Review Summary: Both musically and thematically, To Be Kind comes off as the culmination of Michael Gira's entire musical career and makes a worthy successor to the band's previous landmark record The Seer.
When considering frontman Michael Gira’s somewhat distressing description of his own childhood, it comes as little surprise that Swans’ position at the very forefront of experimental rock music has remained relatively consistent throughout their three-decade career – a claim which could hold little ground attributed to many other artists, if any. I mention Gira’s past only for the reason that a perception of humanity skewed to the point of incomprehension by a solitary life on the streets of Jerusalem lies at the very heart of Swans’ earliest works. It is only with To Be Kind, Swans’ latest studio effort released thirty-two years after their breakthrough Filth, that Gira fully comes to terms with his own life, and what it truly means to be human.
Following a baptism of fire among the brutal New York ‘no wave’ scene of the early 1980s, a series of critically-acclaimed records leading up to 1997’s seminal Soundtracks For The Blind and a thirteen-year hiatus, Swans returned to the post-rock scene with My Father Will Guide Me Up A Rope To The Sky and, more importantly, The Seer – the work with which To Be Kind was destined from conception to be forever compared. Upon first inspection the two are incredibly similar – both are two hours long; both feature a series of tracks built upon delicate texturing, mesmerising repetition and frankly uncomfortable vocal work; both revolve around a single half-hour piece at its core. They even share similar artwork.
And yet among To Be Kind’s greatest assets are the points where it differs most from The Seer. The album kicks off with ‘Screen Shot’, an eight-minute introductory track featuring a simple, repeated acoustic riff upon which layers of guitar, vocals and percussion are gradually built until ending in a swirling crescendo of noise-rock. Though similar in structure, the almost ‘funky’ tonal shifts of the guitar and vocals make the track a far cry from the beautifully monotonous cultish chanting of ‘Lunacy’, The Seer’s opener.
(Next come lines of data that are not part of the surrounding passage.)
use crate::signal::Signal;
use std::cmp::Ordering;

//detects crossovers of a fast line over a slow line
//a crossover is a change in the sign of (fast - slow); a bar where fast == slow
//keeps the previously established sign, so equality never triggers on its own.
//before any sign is established the baseline is neutral, which makes the
//first bar with a non-zero spread a crossover in that direction.
#[derive(Debug, Clone, Default)]
pub struct CrossoverSignal {
    //last non-zero sign of the spread, none until one is established
    last_sign: Option<Ordering>,
}

impl CrossoverSignal {
    pub fn new() -> Self {
        CrossoverSignal { last_sign: None }
    }

    //classifies the current bar from this bar's indicator values
    //returns flat while either value is undefined
    pub fn classify(&mut self, fast: Option<f64>, slow: Option<f64>) -> Signal {
        let (fast, slow) = match (fast, slow) {
            (Some(fast), Some(slow)) => (fast, slow),
            _ => return Signal::Flat,
        };

        let sign = match fast.partial_cmp(&slow) {
            Some(Ordering::Equal) | None => return Signal::Flat,
            Some(sign) => sign,
        };

        if self.last_sign == Some(sign) {
            return Signal::Flat;
        }
        self.last_sign = Some(sign);

        match sign {
            Ordering::Greater => Signal::Long,
            Ordering::Less => Signal::Short,
            Ordering::Equal => Signal::Flat,
        }
    }

    //classifies whole precomputed indicator series with a fresh detector
    pub fn replay(fast: &[Option<f64>], slow: &[Option<f64>]) -> Vec<Signal> {
        let mut detector = CrossoverSignal::new();
        fast.iter()
            .zip(slow.iter())
            .map(|(&f, &s)| detector.classify(f, s))
            .collect()
    }

    pub fn reset(&mut self) {
        self.last_sign = None;
    }
}
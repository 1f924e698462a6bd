use crate::portfolio::PortfolioSnapshot;
use chrono::{DateTime, Utc};
use serde::{Deserialize, Serialize};

//a point in the equity curve
#[derive(Debug, Clone, PartialEq, Serialize, Deserialize)]
pub struct EquityPoint {
    pub bar_index: usize,
    pub timestamp: DateTime<Utc>,
    pub equity: f64,
    pub drawdown: f64,
    pub returns: f64,
}

//fractional decline from the running peak, zero when the peak is not positive
fn drawdown_from(peak: f64, equity: f64) -> f64 {
    if peak > 0.0 {
        (peak - equity) / peak
    } else {
        0.0
    }
}

//simple return between two equity values, zero when the base is zero
fn simple_return(prev: f64, current: f64) -> f64 {
    if prev == 0.0 {
        0.0
    } else {
        (current - prev) / prev
    }
}

//calculates the equity curve with drawdowns from the ledger snapshots
pub fn calculate_equity_curve(
    snapshots: &[PortfolioSnapshot],
    initial_cash: f64,
) -> Vec<EquityPoint> {
    let mut curve = Vec::with_capacity(snapshots.len());
    let mut peak = initial_cash;
    let mut prev_equity = initial_cash;

    for (i, snapshot) in snapshots.iter().enumerate() {
        let equity = snapshot.equity;

        //update peak
        if equity > peak {
            peak = equity;
        }

        let returns = if i == 0 {
            0.0
        } else {
            simple_return(prev_equity, equity)
        };

        curve.push(EquityPoint {
            bar_index: snapshot.bar_index,
            timestamp: snapshot.timestamp,
            equity,
            drawdown: drawdown_from(peak, equity),
            returns,
        });
        prev_equity = equity;
    }

    curve
}

//maximum peak-to-trough decline in one forward pass
pub fn max_drawdown(equity_values: &[f64], initial_cash: f64) -> f64 {
    let mut peak = initial_cash;
    let mut worst = 0.0_f64;

    for &equity in equity_values {
        if equity > peak {
            peak = equity;
        }
        worst = worst.max(drawdown_from(peak, equity));
    }

    worst
}

//calculates returns from equity values
pub fn calculate_returns(equity_values: &[f64]) -> Vec<f64> {
    equity_values
        .windows(2)
        .map(|pair| simple_return(pair[0], pair[1]))
        .collect()
}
The album continues with ‘Just A Little Boy’ – a more atmospheric piece reminiscent of ‘Mother Of The World’ and a prime example of the disjunction between the instrumentation of rock and post-rock – and ‘A Little God In My Hands’, the album’s lead single, whose jam-along bassline and sinister piano explore uncharted territory for the band.
‘Bring The Sun / Toussaint L’Ouverture’, however, is undoubtedly the centrepiece (and, perhaps, masterpiece) of the album. The fifteen-minute first part of the track progresses from a shockingly volatile opening through fields of rolling percussion and brutalised guitars to a breath-taking finale culminating in echoing chants and cries of ‘Bring the sun’, marking a career highpoint for the band. These chants fade away into a more atmospheric – but nonetheless gripping – second part to the piece titled after the eighteenth-century Haitian revolutionary. The numerous inseparable movements are here characterised by choruses of swirling, distorted guitars juxtaposed with moments of relative quiet, overlaid with sound effects.
The album’s second disc, amazingly, fails to disappoint on any account following the impressions of the first. ‘She Loves Us!’, though a lengthy (seventeen minute) reintroduction, carries the listener through a series of razor-sharp riffs and savage calls of ‘Your name is ***’ (an astute observation). Similarly, the jazzed-up guitars of ‘Oxygen’ and delicate-yet-powerful ascension of ‘Nathalie Neal’ continue to bear the album’s incredibly high standard. Though there are moments where, musically, a little momentum is lost (namely ‘Some Things We Do’ and ‘Kirsten Supine’), these moments feel both necessary and natural pauses; there is never a point at which the writing fails to impress, or astound.
Swans, like many other post-rock acts, are known for their use of vocals not to convey explicit meaning but instead much like another instrumental: to create tones, moods and atmospheres (hence the frequent use of gibberish in both this album and its predecessor). However, never before in a Swans record have Gira’s lyrics borne so great a significance. Though he begins the album looking to his own past (“I’m just a little boy / I’m not human”), his observations of humanity soon become universal – ‘Oxygen’ provides a grotesque analogy for the human condition (“Peel my skin / Scrape my vein / Break my bones / Feed me now / I’ll steal all the oxygen”), while ‘Some Things We Do’ reduces life on earth down to a menial list of chores (“We touch, we teach, we ***, we love”). Thus the relevance of the artwork, a series of children, humans in their purest form, untouched by the evils of the world, is revealed – what is it innately which makes us human? It is only with the arrival of the closing title track (which features some of Gira’s most poignant and passionate vocal work to date and a truly explosive finale) that we reach that conclusion that to be human is, ultimately, “to be kind”.